Databricks Community

Luu · ‎08-07-2023

Hi all,

recently I am facing a strange behaviour after an OPTIMZE ZOrder command. For a large table around (400 mio. rows) I executed the OPTIMIZE command with ZOrder for 3 columns. However, it seems that the command does not have any effect and the command does not do anything. Looking into the table history, I also can not find a new OPTIMIZE operation. In the history I can see, that the table was OPTIMIZED without ZOrder a couple of months ago. But I would expect that the OPTIMIZED with ZOrder would have triggered some file optimization. Do you have any idea? Do I overlook something?

Thanks in advance.

Luu · ‎08-07-2023

Thank you for the quick reply Kaniz. I can provide more information to your questions.

The table which I am considering is a Delta table with many columns (194 columns)
The table is partitioned by two columns
The table is large (around 400 mio rows, 2137 files, 18GB of data)
The output of the OPTIMIZE ZOrder is a table with path and metrics:
See:
object
numFilesAdded: 0
numFilesRemoved: 0
filesAdded:
min: null
max: null
avg: 0
totalFiles: 0
totalSize: 0
filesRemoved:
min: null
max: null
avg: 0
totalFiles: 0
totalSize: 0
partitionsOptimized: 2137
zOrderStats: null
numBatches: 0
totalConsideredFiles: 2137
totalFilesSkipped: 2137
preserveInsertionOrder: true
numFilesSkippedToReduceWriteAmplification: 0
numBytesSkippedToReduceWriteAmplification: 0
startTimeMs: 1691419395184
endTimeMs: 1691419396139
totalClusterParallelism: 8
totalScheduledTasks: 0
autoCompactParallelismStats: null
deletionVectorStats:
numDeletionVectorsRemoved: 0
numDeletionVectorRowsRemoved: 0
numTableColumns: 194
numTableColumnsWithStats: 32
totalTaskExecutionTimeMs: 0
skippedArchivedFiles: 0
clusteringMetrics: null

Looking at the metrics, it seems that all Files were skipped. It says that partitionsOptimized = 2137. However, this is the first time we are using OPTIMIZE with ZOrder. Hence, I would expect that the OPTIMIZE with ZOrder command would process files. Any further ideas?

Thank you in advance

Tharun-Kumar · ‎08-07-2023

@Luu

From the metrics above, we could see that totalConsideredFiles is 2137 and totalFilesSkipped is 2137. So, all files were skipped during this Optimize.

Could you try modifying this flag - spark.databricks.delta.optimize.preserveInsertionOrder false?

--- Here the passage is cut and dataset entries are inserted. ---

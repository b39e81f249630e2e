//! Database connection pool and migration management.

use sqlx::{Pool, Postgres};

/// Type alias for the PostgreSQL connection pool.
///
/// The pool is created by the host process and handed to the plugin at
/// initialization; the plugin only ever holds a clone of it.
pub type DbPool = Pool<Postgres>;

/// Create a new PostgreSQL connection pool.
///
/// Connections are created lazily as needed and reused across
/// requests.
///
/// # Errors
///
/// Returns an error if the connection string is invalid or the server
/// cannot be reached.
pub async fn create_pool(database_url: &str, max_connections: u32) -> Result<DbPool, sqlx::Error> {
    sqlx::postgres::PgPoolOptions::new()
        .max_connections(max_connections)
        .connect(database_url)
        .await
}

/// Run database migrations from the `migrations/` directory.
///
/// The macro embeds the migration files at compile time; each runs
/// once, tracked in the `_sqlx_migrations` table.
pub async fn run_migrations(pool: &DbPool) -> Result<(), sqlx::migrate::MigrateError> {
    sqlx::migrate!("./migrations").run(pool).await
}
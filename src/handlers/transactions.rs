//! Accounting transaction HTTP handlers.
//!
//! This module implements:
//! - GET /transactions - List transactions with date/status filters
//! - POST /transactions - Create a balanced transaction with its lines

use axum::{
    Json,
    extract::{Query, State, rejection::JsonRejection},
    response::Response,
};
use serde_json::json;
use sqlx::{Postgres, QueryBuilder};

use crate::{
    db::DbPool,
    error::AppError,
    models::transaction::{
        AccountingTransaction, CreateTransactionRequest, TransactionListQuery, line_totals,
    },
    response,
    services::posting_service,
};

/// List accounting transactions.
///
/// # Endpoint
///
/// `GET /transactions?start_date=2025-01-01&end_date=2025-03-31&status=posted&limit=100`
///
/// The date range is inclusive on both ends. Results are ordered by
/// `transaction_date` descending, then `created_at` descending; the
/// page size defaults to 100.
pub async fn list_transactions(
    State(pool): State<DbPool>,
    Query(filter): Query<TransactionListQuery>,
) -> Result<Response, AppError> {
    let mut qb = QueryBuilder::<Postgres>::new(
        "SELECT id, transaction_number, transaction_date, reference_type, reference_id, \
         description, total_cents, currency, status, created_at, updated_at \
         FROM accounting_transactions WHERE 1=1",
    );

    if let Some(start_date) = filter.start_date {
        qb.push(" AND transaction_date >= ").push_bind(start_date);
    }
    if let Some(end_date) = filter.end_date {
        qb.push(" AND transaction_date <= ").push_bind(end_date);
    }
    if let Some(ref status) = filter.status {
        qb.push(" AND status = ").push_bind(status);
    }
    qb.push(" ORDER BY transaction_date DESC, created_at DESC LIMIT ")
        .push_bind(filter.limit);

    let transactions: Vec<AccountingTransaction> = qb.build_query_as().fetch_all(&pool).await?;

    let count = transactions.len();
    Ok(response::ok(json!({
        "transactions": transactions,
        "count": count,
    })))
}

/// Create an accounting transaction.
///
/// # Endpoint
///
/// `POST /transactions`
///
/// # Validation
///
/// - at least one line
/// - sum of debits equals sum of credits, exactly (integer cents)
///
/// # Atomicity
///
/// Header and lines are inserted in one database transaction; on any
/// failure nothing is written.
///
/// # Response (201 Created)
///
/// ```json
/// {"success": true, "data": {"id": "...", "transaction_number": "TXN-1736899200", "message": "..."}}
/// ```
pub async fn create_transaction(
    State(pool): State<DbPool>,
    body: Result<Json<CreateTransactionRequest>, JsonRejection>,
) -> Result<Response, AppError> {
    let Json(request) = body?;

    if request.lines.is_empty() {
        return Err(AppError::Validation(
            "at least one transaction line is required".into(),
        ));
    }

    let (total_debits, total_credits) = line_totals(&request.lines);
    if total_debits != total_credits {
        return Err(AppError::UnbalancedLines);
    }

    let number = posting_service::transaction_number();
    let id = posting_service::create_transaction(&pool, &number, &request, total_debits).await?;

    Ok(response::created(json!({
        "id": id,
        "transaction_number": number,
        "message": "transaction created",
    })))
}
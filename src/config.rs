//! Application configuration management.
//!
//! Configuration comes from environment variables, deserialized with
//! the `envy` crate into a type-safe struct.

use serde::Deserialize;

/// Configuration for the standalone module host.
///
/// # Environment Variables
///
/// - `DATABASE_URL` (required): PostgreSQL connection string
/// - `SERVER_PORT` (optional): HTTP server port, defaults to 3000
/// - `MAX_CONNECTIONS` (optional): database pool size, defaults to 5
#[derive(Debug, Clone, Deserialize)]
pub struct Config {
    pub database_url: String,

    #[serde(default = "default_port")]
    pub server_port: u16,

    #[serde(default = "default_max_connections")]
    pub max_connections: u32,
}

fn default_port() -> u16 {
    3000
}

fn default_max_connections() -> u32 {
    5
}

impl Config {
    /// Load configuration from environment variables.
    ///
    /// Attempts to load a `.env` file first (optional), then reads the
    /// environment.
    ///
    /// # Errors
    ///
    /// Returns an error if `DATABASE_URL` is missing or a value cannot
    /// be parsed into its expected type.
    pub fn from_env() -> Result<Self, envy::Error> {
        // Try to load .env file if it exists (does nothing if not found)
        dotenvy::dotenv().ok();

        envy::from_env::<Config>()
    }
}

#[cfg(test)]
mod tests {
    use super::*;

    #[test]
    fn optional_fields_have_defaults() {
        let config: Config = envy::from_iter(vec![(
            "DATABASE_URL".to_string(),
            "postgres://localhost/accounting".to_string(),
        )])
        .unwrap();

        assert_eq!(config.server_port, 3000);
        assert_eq!(config.max_connections, 5);
    }
}
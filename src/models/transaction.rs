//! Accounting transaction data models and API request types.
//!
//! This module defines:
//! - `AccountingTransaction`: database entity for a transaction header
//! - `TransactionLine`: one debit/credit line within a transaction
//! - Request and filter types for the transaction endpoints

use chrono::{DateTime, NaiveDate, Utc};
use serde::{Deserialize, Serialize};
use uuid::Uuid;

/// Represents a transaction header from the database.
///
/// # Database Table
///
/// Maps to the `accounting_transactions` table. Each transaction:
/// - Has a generated human-readable number (`TXN-<unix-epoch>`)
/// - Stores its total in cents (never floats!)
/// - Is created atomically with its lines; total debits equal total
///   credits at creation time, exactly
#[derive(Debug, Clone, sqlx::FromRow, Serialize)]
pub struct AccountingTransaction {
    /// Unique identifier for this transaction
    pub id: Uuid,

    /// Generated document number, unique
    pub transaction_number: String,

    /// The date the financial event occurred (not the insert time)
    pub transaction_date: NaiveDate,

    /// Optional link to an originating document kind (invoice, payment, ...)
    pub reference_type: Option<String>,

    /// Optional id of the originating document
    pub reference_id: Option<Uuid>,

    /// Human-readable description
    pub description: Option<String>,

    /// Total amount in cents; equals the sum of debits across lines
    pub total_cents: i64,

    /// Currency code (ISO 4217)
    pub currency: String,

    /// Transaction status; only "posted" rows count toward reports
    pub status: String,

    /// When the row was created
    pub created_at: DateTime<Utc>,

    /// When the row was last updated
    pub updated_at: DateTime<Utc>,
}

/// One line of a transaction: a debit or credit against an account.
///
/// Typically exactly one of `debit_cents`/`credit_cents` is nonzero,
/// but only the aggregate per header is enforced.
#[derive(Debug, Clone, Deserialize, Serialize)]
pub struct TransactionLine {
    /// Account being debited or credited
    pub account_id: Uuid,

    /// Debit amount in cents
    #[serde(default)]
    pub debit_cents: i64,

    /// Credit amount in cents
    #[serde(default)]
    pub credit_cents: i64,

    /// Optional line description
    pub description: Option<String>,
}

/// Request body for creating a transaction.
///
/// # JSON Example
///
/// ```json
/// {
///   "transaction_date": "2025-01-15",
///   "description": "Office supplies",
///   "lines": [
///     {"account_id": "...", "debit_cents": 10000},
///     {"account_id": "...", "credit_cents": 10000}
///   ]
/// }
/// ```
///
/// # Validation
///
/// - `transaction_date`: required
/// - `lines`: at least one
/// - sum of debits must equal sum of credits, exactly
/// - `currency`: optional, defaults to "USD"
#[derive(Debug, Deserialize)]
pub struct CreateTransactionRequest {
    pub transaction_date: NaiveDate,

    pub description: Option<String>,

    #[serde(default = "default_currency")]
    pub currency: String,

    #[serde(default)]
    pub lines: Vec<TransactionLine>,
}

/// Default currency value when not specified in the request.
fn default_currency() -> String {
    "USD".to_string()
}

/// Query parameters for `GET /transactions`.
#[derive(Debug, Deserialize)]
pub struct TransactionListQuery {
    /// Inclusive start of the date-range filter
    pub start_date: Option<NaiveDate>,

    /// Inclusive end of the date-range filter
    pub end_date: Option<NaiveDate>,

    /// Exact status filter (`?status=posted`)
    pub status: Option<String>,

    /// Page size, defaults to 100
    #[serde(default = "default_limit")]
    pub limit: i64,
}

fn default_limit() -> i64 {
    100
}

/// Sum debits and credits across a set of lines.
///
/// Returns `(total_debit_cents, total_credit_cents)`. Integer cents
/// make the double-entry check an exact equality, never a tolerance.
pub fn line_totals(lines: &[TransactionLine]) -> (i64, i64) {
    lines.iter().fold((0, 0), |(debits, credits), line| {
        (debits + line.debit_cents, credits + line.credit_cents)
    })
}

#[cfg(test)]
mod tests {
    use super::*;

    fn line(debit_cents: i64, credit_cents: i64) -> TransactionLine {
        TransactionLine {
            account_id: Uuid::new_v4(),
            debit_cents,
            credit_cents,
            description: None,
        }
    }

    #[test]
    fn totals_sum_each_side_independently() {
        let lines = [line(10_000, 0), line(2_500, 0), line(0, 12_500)];
        assert_eq!(line_totals(&lines), (12_500, 12_500));
    }

    #[test]
    fn totals_of_no_lines_are_zero() {
        assert_eq!(line_totals(&[]), (0, 0));
    }

    #[test]
    fn one_cent_difference_is_visible() {
        // 100.00 against 99.99 must never be treated as balanced.
        let (debits, credits) = line_totals(&[line(10_000, 0), line(0, 9_999)]);
        assert_ne!(debits, credits);
    }

    #[test]
    fn currency_defaults_to_usd() {
        let req: CreateTransactionRequest = serde_json::from_str(
            r#"{"transaction_date": "2025-01-15", "lines": []}"#,
        )
        .unwrap();
        assert_eq!(req.currency, "USD");
    }
}
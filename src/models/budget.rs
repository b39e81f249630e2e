//! Budget data model.

use chrono::{DateTime, Utc};
use serde::Serialize;
use uuid::Uuid;

/// A per-account budget for one fiscal period.
///
/// Maps to the `accounting_budgets` table. The module exposes budgets
/// read-only; actuals and variances are maintained by the host's
/// period-close process.
#[derive(Debug, Clone, sqlx::FromRow, Serialize)]
pub struct AccountingBudget {
    pub id: Uuid,

    pub budget_name: String,

    pub fiscal_year: i32,

    pub fiscal_period: i32,

    /// Account this budget applies to
    pub account_id: Uuid,

    /// Budgeted amount in cents
    pub budget_cents: i64,

    /// Actual amount posted so far, in cents
    pub actual_cents: i64,

    /// budget - actual, in cents
    pub variance_cents: i64,

    /// Variance as a percentage of the budgeted amount
    pub variance_percent: f64,

    pub created_at: DateTime<Utc>,

    pub updated_at: DateTime<Utc>,
}
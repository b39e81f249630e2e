//! Chart-of-accounts data models and API request types.
//!
//! This module defines:
//! - `AccountType`: the five fixed ledger account kinds
//! - `ChartOfAccount`: database entity for one account
//! - Request types for creating, patching, and filtering accounts

use chrono::{DateTime, Utc};
use serde::{Deserialize, Serialize};
use uuid::Uuid;

use crate::error::AppError;

/// The five fixed kinds of ledger account.
///
/// Stored as the PostgreSQL enum `account_type`. The kind decides the
/// sign convention in reports: asset and expense balances are
/// debit - credit, everything else is credit - debit.
#[derive(Debug, Clone, Copy, PartialEq, Eq, Serialize, Deserialize, sqlx::Type)]
#[serde(rename_all = "lowercase")]
#[sqlx(type_name = "account_type", rename_all = "lowercase")]
pub enum AccountType {
    Asset,
    Liability,
    Equity,
    Revenue,
    Expense,
}

impl AccountType {
    /// Parse a client-supplied string, rejecting anything outside the
    /// five enumerated kinds with a 400-class error.
    pub fn parse(value: &str) -> Result<Self, AppError> {
        match value {
            "asset" => Ok(Self::Asset),
            "liability" => Ok(Self::Liability),
            "equity" => Ok(Self::Equity),
            "revenue" => Ok(Self::Revenue),
            "expense" => Ok(Self::Expense),
            other => Err(AppError::Validation(format!(
                "account_type must be one of: asset, liability, equity, revenue, expense (got '{other}')"
            ))),
        }
    }
}

/// Represents one account in the chart of accounts.
///
/// # Database Table
///
/// Maps to the `chart_of_accounts` table. Accounts form a hierarchy
/// through `parent_id` and are soft-deleted only: `is_active` flips to
/// false but the row survives so historical postings keep a valid
/// reference.
#[derive(Debug, Clone, sqlx::FromRow, Serialize)]
pub struct ChartOfAccount {
    /// Unique identifier for this account
    pub id: Uuid,

    /// Human-assigned code, unique, used as the list sort key
    pub account_code: String,

    /// Display name
    pub account_name: String,

    /// One of the five fixed account kinds
    pub account_type: AccountType,

    /// Optional parent account forming the hierarchy
    pub parent_id: Option<Uuid>,

    /// Free-form description
    pub description: Option<String>,

    /// False once the account has been soft-deleted
    pub is_active: bool,

    /// System-protected accounts are seeded by the platform
    pub is_system_account: bool,

    /// Timestamp when the account was created
    pub created_at: DateTime<Utc>,

    /// Timestamp of the last update
    pub updated_at: DateTime<Utc>,
}

/// Request body for creating an account.
///
/// # JSON Example
///
/// ```json
/// {
///   "account_code": "1000",
///   "account_name": "Cash",
///   "account_type": "asset",
///   "description": "Petty cash"
/// }
/// ```
///
/// # Validation
///
/// - `account_code`, `account_name`: required, non-empty
/// - `account_type`: required, one of the five kinds
/// - `parent_id`, `description`: optional
/// - `is_system_account`: optional, defaults to false
#[derive(Debug, Deserialize)]
pub struct CreateAccountRequest {
    pub account_code: String,

    pub account_name: String,

    /// Validated with [`AccountType::parse`] so an invalid value is a
    /// descriptive 400, not a deserialization failure.
    pub account_type: String,

    pub parent_id: Option<Uuid>,

    pub description: Option<String>,

    #[serde(default)]
    pub is_system_account: bool,
}

/// Patchable fields for `PUT /accounts/{id}`.
///
/// The struct itself is the allow-list: only these three columns can
/// ever be written by an update, whatever else the client sends.
#[derive(Debug, Default, Deserialize)]
pub struct UpdateAccountRequest {
    pub account_name: Option<String>,
    pub description: Option<String>,
    pub is_active: Option<bool>,
}

impl UpdateAccountRequest {
    /// True when no recognized field was supplied; the handler rejects
    /// such requests before touching the database.
    pub fn is_empty(&self) -> bool {
        self.account_name.is_none() && self.description.is_none() && self.is_active.is_none()
    }
}

/// Query parameters for `GET /accounts`.
#[derive(Debug, Deserialize)]
pub struct AccountListQuery {
    /// Exact account-type filter (`?type=asset`)
    #[serde(rename = "type")]
    pub account_type: Option<String>,

    /// Active-flag filter (`?is_active=true`)
    pub is_active: Option<bool>,
}

#[cfg(test)]
mod tests {
    use super::*;

    #[test]
    fn account_type_parses_all_five_kinds() {
        for (raw, kind) in [
            ("asset", AccountType::Asset),
            ("liability", AccountType::Liability),
            ("equity", AccountType::Equity),
            ("revenue", AccountType::Revenue),
            ("expense", AccountType::Expense),
        ] {
            assert_eq!(AccountType::parse(raw).unwrap(), kind);
        }
    }

    #[test]
    fn account_type_rejects_unknown_values() {
        let err = AccountType::parse("fixed-asset").unwrap_err();
        assert!(matches!(err, AppError::Validation(_)));
    }

    #[test]
    fn account_type_serializes_lowercase() {
        assert_eq!(
            serde_json::to_string(&AccountType::Liability).unwrap(),
            "\"liability\""
        );
    }

    #[test]
    fn empty_patch_is_detected() {
        assert!(UpdateAccountRequest::default().is_empty());

        let patch: UpdateAccountRequest =
            serde_json::from_str(r#"{"account_name": "Cash on hand"}"#).unwrap();
        assert!(!patch.is_empty());
    }

    #[test]
    fn unrecognized_patch_fields_are_ignored() {
        // account_code is not patchable; serde drops it so it can never
        // reach the UPDATE statement.
        let patch: UpdateAccountRequest =
            serde_json::from_str(r#"{"account_code": "9999", "is_active": false}"#).unwrap();
        assert!(patch.account_name.is_none());
        assert_eq!(patch.is_active, Some(false));
    }
}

For modifying it at cluster level. Go to Advanced Settings of the Cluster and Spark Options.
spark.databricks.delta.optimize.preserveInsertionOrder false

For notebook level use below code
spark.conf.set("spark.databricks.delta.optimize.preserveInsertionOrder", false)

Luu · ‎08-08-2023

@Tharun-Kumar thank you for the information. I was not aware of this configuration parameter.

I will check this.

Thank you

Luu · ‎08-09-2023

I have test it with setting the config: spark.conf.set("spark.databricks.delta.optimize.preserveInsertionOrder", false). Unfortunately, the OPTIMIZE ZORDER BY still does not process anything.

...

totalConsideredFiles: 2137
totalFilesSkipped: 2137

...

youssefmrini · ‎08-08-2023

There are several potential reasons why your OPTIMIZE ZORDER command may not have had any effect on your table:

The existing data files may already be optimally sorted based on the ZOrder and/or column ordering.

If the data is already optimized based on the ZOrder and column ordering, the OPTIMIZE ZORDER command will not have any effect. You can check the FILES section of the table details to see if the number of files or file size has changed after the optimization.

The ZOrder columns may not have sufficient cardinality.

For the ZOrder optimization to be effective, the columns used for ZOrder should have high cardinality, meaning that the number of possible distinct values for the columns should be large. If the cardinality is low, then the data may not be distributed optimally across the files after the optimization.

The OPTIMIZE ZORDER command may have failed.

To check if the optimize command has failed, you can look for any error messages in the cluster logs or use the DESCRIBE HISTORY command to view the history of the table and see if there were any failures or issues with the optimization.

Make sure that you are using Databricks Runtime version 6.4 or later, as the OPTIMIZE ZORDER command was introduced in that version.

You can also try running the command again and checking the logs for any error messages or contacting Databricks support for further assistance.

I hope that helps! Let me know if you have any other questions.